-- Collected data entries --

□ □ □ □ □

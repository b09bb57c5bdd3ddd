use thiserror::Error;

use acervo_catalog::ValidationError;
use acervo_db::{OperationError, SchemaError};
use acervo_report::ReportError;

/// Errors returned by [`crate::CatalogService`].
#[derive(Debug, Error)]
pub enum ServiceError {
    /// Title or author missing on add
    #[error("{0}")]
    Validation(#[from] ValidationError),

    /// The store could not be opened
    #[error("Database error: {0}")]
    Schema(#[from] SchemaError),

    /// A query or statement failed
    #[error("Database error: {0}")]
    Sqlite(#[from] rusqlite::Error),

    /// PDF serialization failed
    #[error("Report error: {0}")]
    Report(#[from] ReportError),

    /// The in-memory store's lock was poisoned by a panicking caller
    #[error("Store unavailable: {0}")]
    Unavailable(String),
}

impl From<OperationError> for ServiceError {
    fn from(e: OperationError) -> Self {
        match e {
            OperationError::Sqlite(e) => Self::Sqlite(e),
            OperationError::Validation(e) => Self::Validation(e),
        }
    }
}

□ □ □ □ □

-- Prompt --
Reproduce each line, exactly as it appears, from the one that contains "fn from(e: OperationError)" through the last line of the records. Add no other lines.

-- Exercise answer --
    fn from(e: OperationError) -> Self {
        match e {
            OperationError::Sqlite(e) => Self::Sqlite(e),
            OperationError::Validation(e) => Self::Validation(e),
        }
    }
}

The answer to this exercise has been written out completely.